**Task to carry out**
Could you find every line in the entries below that holds the word "current" and copy it?
#### Exercise material ####
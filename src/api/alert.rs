use axum::{
    extract::{rejection::JsonRejection, Extension, Path},
    http::StatusCode,
    Json,
};
use chrono::{DateTime, Utc};
use serde::{Deserialize, Serialize};
use tracing::field::display;

use super::error::{ApiError, FieldError};
use super::SharedStore;
use crate::entities::alert;
use crate::identifier::ExternalId;

#[derive(Debug, Deserialize)]
pub struct AlertRequest {
    pub message: Option<String>,
}

/// Public view of an alert. The internal row key is deliberately absent.
#[derive(Debug, Serialize, Deserialize, PartialEq, Eq)]
#[serde(rename_all = "camelCase")]
pub struct AlertResponse {
    pub external_id: ExternalId,
    pub created_at: DateTime<Utc>,
    pub updated_at: DateTime<Utc>,
    pub message: String,
}

impl From<alert::Model> for AlertResponse {
    fn from(model: alert::Model) -> Self {
        Self {
            external_id: ExternalId::from(model.external_id),
            created_at: model.created_at,
            updated_at: model.updated_at,
            message: model.message,
        }
    }
}

fn required_message(payload: Result<Json<AlertRequest>, JsonRejection>) -> Result<String, ApiError> {
    let Json(request) = payload.map_err(|e| match e {
        // Well-formed JSON whose `message` is not a string.
        JsonRejection::JsonDataError(_) => ApiError::Validation(vec![FieldError {
            field: "message",
            message: "invalid type for field",
        }]),
        other => ApiError::MalformedBody(other.body_text()),
    })?;
    // Only the empty string counts as missing; whitespace is a valid message.
    match request.message {
        Some(message) if !message.is_empty() => Ok(message),
        _ => Err(ApiError::Validation(vec![FieldError {
            field: "message",
            message: "this field is required",
        }])),
    }
}

fn parse_id(raw: &str, action: &'static str) -> Result<ExternalId, ApiError> {
    let span = tracing::Span::current();
    span.record("action", action);

    match ExternalId::parse(raw) {
        Ok(id) => {
            span.record("external_id", display(id));
            Ok(id)
        }
        Err(e) => {
            tracing::warn!("Invalid identifier format, returning 400: {}", e);
            Err(ApiError::InvalidId)
        }
    }
}

// POST /alert
pub async fn create_alert(
    Extension(store): Extension<SharedStore>,
    payload: Result<Json<AlertRequest>, JsonRejection>,
) -> Result<(StatusCode, Json<AlertResponse>), ApiError> {
    tracing::Span::current().record("action", "create_alert");
    let message = required_message(payload)?;

    let alert = store.create(message).await?;
    tracing::Span::current().record("external_id", display(alert.external_id));

    Ok((StatusCode::CREATED, Json(alert.into())))
}

// GET /alert/:external_id
pub async fn get_alert(
    Extension(store): Extension<SharedStore>,
    Path(raw_id): Path<String>,
) -> Result<Json<AlertResponse>, ApiError> {
    let id = parse_id(&raw_id, "get_alert")?;
    let alert = store.get_by_external_id(id).await?;
    Ok(Json(alert.into()))
}

// PUT /alert/:external_id
pub async fn update_alert(
    Extension(store): Extension<SharedStore>,
    Path(raw_id): Path<String>,
    payload: Result<Json<AlertRequest>, JsonRejection>,
) -> Result<Json<AlertResponse>, ApiError> {
    let id = parse_id(&raw_id, "update_alert")?;
    let message = required_message(payload)?;

    let alert = store.update_by_external_id(id, message).await?;
    Ok(Json(alert.into()))
}

// DELETE /alert/:external_id
// Responds with the alert as it was just before removal.
pub async fn delete_alert(
    Extension(store): Extension<SharedStore>,
    Path(raw_id): Path<String>,
) -> Result<Json<AlertResponse>, ApiError> {
    let id = parse_id(&raw_id, "delete_alert")?;
    let alert = store.get_by_external_id(id).await?;
    store.delete_by_external_id(id).await?;
    Ok(Json(alert.into()))
}
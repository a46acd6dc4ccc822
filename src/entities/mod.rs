pub mod alert;

pub use alert::Entity as Alert;
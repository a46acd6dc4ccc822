//! Alert persistence.
//!
//! [`AlertStore`] is the capability set the HTTP layer consumes. The
//! production implementation is [`DatabaseAlertStore`]; tests substitute
//! their own doubles behind the same trait object.
//!
//! Every mutating call runs in exactly one transaction of its own. All calls
//! are plain futures: dropping one mid-flight (request deadline, client
//! disconnect) rolls back any open transaction and hands the pooled
//! connection back.

mod database;

pub use database::DatabaseAlertStore;

use async_trait::async_trait;

use crate::entities::alert;
use crate::error::AlertResult;
use crate::identifier::ExternalId;

#[async_trait]
pub trait AlertStore: Send + Sync {
    /// Inserts a new alert with a freshly generated external id.
    /// `message` is assumed to be validated by the caller.
    async fn create(&self, message: String) -> AlertResult<alert::Model>;

    async fn get_by_external_id(&self, id: ExternalId) -> AlertResult<alert::Model>;

    /// Replaces the message and bumps `updated_at`. Fails with `NotFound` if the
    /// row is absent, including when it disappears between lookup and write.
    async fn update_by_external_id(
        &self,
        id: ExternalId,
        message: String,
    ) -> AlertResult<alert::Model>;

    /// Physically removes the row. A repeated delete fails with `NotFound`.
    async fn delete_by_external_id(&self, id: ExternalId) -> AlertResult<()>;

    async fn count(&self) -> AlertResult<u64>;
}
####
**Expected answer**
    let span = tracing::Span::current();
    tracing::Span::current().record("action", "create_alert");
    tracing::Span::current().record("external_id", display(alert.external_id));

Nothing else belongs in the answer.